## Your goal
Check every line of the data below for the string "plaintext", and copy the ones that hold it.

## Working data

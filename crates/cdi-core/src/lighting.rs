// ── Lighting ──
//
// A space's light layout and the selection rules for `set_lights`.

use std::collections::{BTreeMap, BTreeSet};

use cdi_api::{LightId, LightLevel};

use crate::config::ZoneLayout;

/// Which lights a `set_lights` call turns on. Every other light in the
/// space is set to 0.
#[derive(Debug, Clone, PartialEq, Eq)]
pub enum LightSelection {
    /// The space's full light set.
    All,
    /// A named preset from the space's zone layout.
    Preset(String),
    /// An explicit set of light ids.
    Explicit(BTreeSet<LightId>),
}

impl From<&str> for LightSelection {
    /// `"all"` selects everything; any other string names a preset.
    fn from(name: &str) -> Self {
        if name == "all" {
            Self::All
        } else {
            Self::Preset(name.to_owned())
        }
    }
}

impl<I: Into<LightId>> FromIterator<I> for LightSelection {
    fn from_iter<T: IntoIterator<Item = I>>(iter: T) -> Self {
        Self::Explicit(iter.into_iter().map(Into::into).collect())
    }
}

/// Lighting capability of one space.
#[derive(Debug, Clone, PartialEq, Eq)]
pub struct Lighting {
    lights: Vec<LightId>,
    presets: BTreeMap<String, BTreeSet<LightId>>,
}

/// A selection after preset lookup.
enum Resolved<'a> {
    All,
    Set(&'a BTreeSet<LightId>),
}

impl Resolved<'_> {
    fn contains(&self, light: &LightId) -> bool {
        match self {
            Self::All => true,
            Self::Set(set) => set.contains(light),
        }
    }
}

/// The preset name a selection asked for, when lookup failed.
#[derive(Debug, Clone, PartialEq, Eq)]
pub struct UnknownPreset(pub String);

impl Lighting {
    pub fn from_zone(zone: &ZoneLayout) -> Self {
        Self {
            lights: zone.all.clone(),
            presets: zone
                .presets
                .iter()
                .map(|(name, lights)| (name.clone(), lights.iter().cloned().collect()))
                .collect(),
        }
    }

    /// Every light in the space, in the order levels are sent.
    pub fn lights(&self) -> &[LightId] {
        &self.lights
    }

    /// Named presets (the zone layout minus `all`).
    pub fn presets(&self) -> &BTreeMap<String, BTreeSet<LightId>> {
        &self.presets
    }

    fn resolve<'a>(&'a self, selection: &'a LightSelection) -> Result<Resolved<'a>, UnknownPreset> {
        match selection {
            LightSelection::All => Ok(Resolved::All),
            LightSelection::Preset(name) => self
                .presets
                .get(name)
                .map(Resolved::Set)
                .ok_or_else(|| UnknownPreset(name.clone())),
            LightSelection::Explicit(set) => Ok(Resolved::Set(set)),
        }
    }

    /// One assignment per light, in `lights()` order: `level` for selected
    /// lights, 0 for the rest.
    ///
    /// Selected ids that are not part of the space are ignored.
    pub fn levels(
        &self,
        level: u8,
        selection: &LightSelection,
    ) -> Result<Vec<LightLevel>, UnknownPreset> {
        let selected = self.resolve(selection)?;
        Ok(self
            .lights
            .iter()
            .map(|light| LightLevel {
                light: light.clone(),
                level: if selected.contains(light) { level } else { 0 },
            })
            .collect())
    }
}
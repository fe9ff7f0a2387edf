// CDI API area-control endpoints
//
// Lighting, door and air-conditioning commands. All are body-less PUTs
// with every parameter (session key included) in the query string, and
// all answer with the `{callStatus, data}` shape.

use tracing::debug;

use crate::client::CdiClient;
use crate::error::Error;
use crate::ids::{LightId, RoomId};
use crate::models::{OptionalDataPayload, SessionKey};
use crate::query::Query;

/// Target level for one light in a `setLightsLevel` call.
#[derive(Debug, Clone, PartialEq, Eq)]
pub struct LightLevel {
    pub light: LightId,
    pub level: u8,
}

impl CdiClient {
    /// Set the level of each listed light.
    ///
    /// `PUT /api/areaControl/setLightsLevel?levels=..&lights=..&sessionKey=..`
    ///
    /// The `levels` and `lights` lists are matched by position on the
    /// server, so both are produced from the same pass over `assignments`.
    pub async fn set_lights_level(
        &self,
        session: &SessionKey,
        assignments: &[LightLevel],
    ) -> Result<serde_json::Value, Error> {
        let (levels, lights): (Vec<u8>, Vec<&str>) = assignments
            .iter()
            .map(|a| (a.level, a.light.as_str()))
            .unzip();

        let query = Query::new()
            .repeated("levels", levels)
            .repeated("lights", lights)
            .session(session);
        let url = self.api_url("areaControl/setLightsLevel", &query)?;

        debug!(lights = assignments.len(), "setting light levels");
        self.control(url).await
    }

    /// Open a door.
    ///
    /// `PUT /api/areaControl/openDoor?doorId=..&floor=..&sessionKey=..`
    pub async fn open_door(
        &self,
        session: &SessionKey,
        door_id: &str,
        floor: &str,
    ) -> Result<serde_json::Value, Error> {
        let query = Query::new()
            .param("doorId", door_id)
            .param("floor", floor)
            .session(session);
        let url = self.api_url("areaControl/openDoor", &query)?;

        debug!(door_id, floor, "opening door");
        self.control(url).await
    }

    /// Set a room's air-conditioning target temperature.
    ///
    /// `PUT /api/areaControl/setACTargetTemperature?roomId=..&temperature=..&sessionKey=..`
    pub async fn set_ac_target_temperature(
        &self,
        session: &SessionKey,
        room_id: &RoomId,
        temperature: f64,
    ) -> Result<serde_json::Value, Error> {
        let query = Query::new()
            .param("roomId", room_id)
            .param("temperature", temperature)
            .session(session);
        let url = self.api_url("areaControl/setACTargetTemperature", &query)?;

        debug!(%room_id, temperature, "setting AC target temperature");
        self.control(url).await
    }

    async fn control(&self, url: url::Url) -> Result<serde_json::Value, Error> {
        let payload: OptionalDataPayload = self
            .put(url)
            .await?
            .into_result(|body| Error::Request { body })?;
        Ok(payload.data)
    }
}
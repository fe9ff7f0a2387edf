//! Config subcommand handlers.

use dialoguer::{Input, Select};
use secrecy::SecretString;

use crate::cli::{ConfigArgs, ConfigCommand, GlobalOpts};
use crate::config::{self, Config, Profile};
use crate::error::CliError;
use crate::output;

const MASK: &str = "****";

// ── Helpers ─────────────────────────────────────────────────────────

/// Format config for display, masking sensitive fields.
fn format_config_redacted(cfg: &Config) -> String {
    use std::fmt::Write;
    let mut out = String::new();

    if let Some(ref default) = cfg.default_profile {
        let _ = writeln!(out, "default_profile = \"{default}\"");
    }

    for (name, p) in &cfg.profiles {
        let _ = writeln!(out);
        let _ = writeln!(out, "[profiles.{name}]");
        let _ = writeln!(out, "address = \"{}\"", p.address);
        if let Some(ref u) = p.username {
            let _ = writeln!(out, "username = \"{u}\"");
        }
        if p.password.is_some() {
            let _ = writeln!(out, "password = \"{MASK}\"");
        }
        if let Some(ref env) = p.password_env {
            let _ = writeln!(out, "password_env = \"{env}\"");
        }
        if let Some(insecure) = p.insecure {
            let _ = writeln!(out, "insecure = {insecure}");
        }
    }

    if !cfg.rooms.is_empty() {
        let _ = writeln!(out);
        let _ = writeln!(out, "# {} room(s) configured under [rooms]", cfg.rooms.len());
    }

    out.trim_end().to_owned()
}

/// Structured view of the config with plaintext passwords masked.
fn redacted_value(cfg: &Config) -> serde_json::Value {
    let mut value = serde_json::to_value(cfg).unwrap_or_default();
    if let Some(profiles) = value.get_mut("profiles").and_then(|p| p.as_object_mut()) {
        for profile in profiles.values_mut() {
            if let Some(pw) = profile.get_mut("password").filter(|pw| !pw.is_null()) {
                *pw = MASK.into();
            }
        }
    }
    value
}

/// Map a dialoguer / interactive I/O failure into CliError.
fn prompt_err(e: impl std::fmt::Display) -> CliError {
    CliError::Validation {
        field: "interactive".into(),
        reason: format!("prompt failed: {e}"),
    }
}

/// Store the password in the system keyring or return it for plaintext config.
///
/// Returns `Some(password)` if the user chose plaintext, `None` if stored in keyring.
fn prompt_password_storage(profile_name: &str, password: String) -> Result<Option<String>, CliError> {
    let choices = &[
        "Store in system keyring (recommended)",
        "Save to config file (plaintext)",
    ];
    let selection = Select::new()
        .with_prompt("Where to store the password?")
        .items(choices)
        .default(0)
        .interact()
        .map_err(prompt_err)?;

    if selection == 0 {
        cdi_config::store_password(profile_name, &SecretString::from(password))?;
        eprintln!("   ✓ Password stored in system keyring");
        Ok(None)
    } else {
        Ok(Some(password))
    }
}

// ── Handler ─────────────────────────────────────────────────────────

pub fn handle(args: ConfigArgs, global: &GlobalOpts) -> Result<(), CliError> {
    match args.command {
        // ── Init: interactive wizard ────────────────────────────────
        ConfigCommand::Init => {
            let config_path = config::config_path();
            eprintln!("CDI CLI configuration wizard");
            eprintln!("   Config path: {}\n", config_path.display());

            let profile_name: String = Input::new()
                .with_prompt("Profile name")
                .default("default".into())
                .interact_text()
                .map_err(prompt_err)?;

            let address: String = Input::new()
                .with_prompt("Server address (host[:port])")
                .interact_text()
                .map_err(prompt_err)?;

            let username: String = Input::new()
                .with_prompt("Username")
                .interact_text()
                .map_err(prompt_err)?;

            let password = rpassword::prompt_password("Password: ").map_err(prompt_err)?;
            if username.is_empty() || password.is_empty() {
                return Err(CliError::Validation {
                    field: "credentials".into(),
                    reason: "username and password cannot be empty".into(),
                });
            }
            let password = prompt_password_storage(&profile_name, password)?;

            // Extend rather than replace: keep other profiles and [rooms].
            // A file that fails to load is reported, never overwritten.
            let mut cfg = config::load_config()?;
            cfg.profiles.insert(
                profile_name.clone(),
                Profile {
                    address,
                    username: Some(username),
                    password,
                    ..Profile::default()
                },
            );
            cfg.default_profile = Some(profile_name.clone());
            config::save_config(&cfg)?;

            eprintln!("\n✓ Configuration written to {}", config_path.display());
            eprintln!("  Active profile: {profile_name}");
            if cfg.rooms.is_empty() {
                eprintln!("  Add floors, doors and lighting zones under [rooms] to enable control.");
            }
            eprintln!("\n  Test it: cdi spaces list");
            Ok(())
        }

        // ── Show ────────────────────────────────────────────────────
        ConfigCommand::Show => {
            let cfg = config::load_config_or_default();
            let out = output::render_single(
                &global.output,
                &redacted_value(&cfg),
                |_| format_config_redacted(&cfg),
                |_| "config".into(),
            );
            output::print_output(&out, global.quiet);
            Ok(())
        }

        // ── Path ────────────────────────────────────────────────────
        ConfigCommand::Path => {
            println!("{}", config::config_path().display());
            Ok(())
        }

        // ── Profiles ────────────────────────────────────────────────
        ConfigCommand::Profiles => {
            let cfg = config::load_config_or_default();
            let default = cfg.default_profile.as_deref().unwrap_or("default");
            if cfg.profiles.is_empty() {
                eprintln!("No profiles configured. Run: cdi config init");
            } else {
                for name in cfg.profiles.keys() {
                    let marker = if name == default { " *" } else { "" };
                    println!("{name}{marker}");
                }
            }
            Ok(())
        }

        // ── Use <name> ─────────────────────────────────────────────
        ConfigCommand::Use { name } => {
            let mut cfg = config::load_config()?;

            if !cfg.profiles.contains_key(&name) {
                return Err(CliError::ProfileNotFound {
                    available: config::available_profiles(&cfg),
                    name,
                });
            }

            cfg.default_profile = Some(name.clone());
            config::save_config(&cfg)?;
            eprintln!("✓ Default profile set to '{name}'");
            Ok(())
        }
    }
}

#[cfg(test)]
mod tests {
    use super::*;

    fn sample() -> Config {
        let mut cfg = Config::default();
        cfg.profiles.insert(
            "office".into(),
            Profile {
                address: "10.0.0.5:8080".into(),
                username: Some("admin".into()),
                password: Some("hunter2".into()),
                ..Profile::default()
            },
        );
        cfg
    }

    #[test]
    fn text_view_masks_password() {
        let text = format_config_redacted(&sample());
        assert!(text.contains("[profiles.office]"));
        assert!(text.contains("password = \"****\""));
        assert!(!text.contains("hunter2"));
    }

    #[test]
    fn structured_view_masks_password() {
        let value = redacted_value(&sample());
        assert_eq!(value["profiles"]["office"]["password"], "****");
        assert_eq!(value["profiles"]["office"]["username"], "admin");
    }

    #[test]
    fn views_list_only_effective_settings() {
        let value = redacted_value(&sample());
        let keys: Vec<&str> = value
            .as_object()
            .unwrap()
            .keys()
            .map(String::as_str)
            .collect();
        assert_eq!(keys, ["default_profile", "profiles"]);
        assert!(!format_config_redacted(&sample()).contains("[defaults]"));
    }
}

## Solved problem
/// Structured view of the config with plaintext passwords masked.
/// Store the password in the system keyring or return it for plaintext config.
/// Returns `Some(password)` if the user chose plaintext, `None` if stored in keyring.
        "Save to config file (plaintext)",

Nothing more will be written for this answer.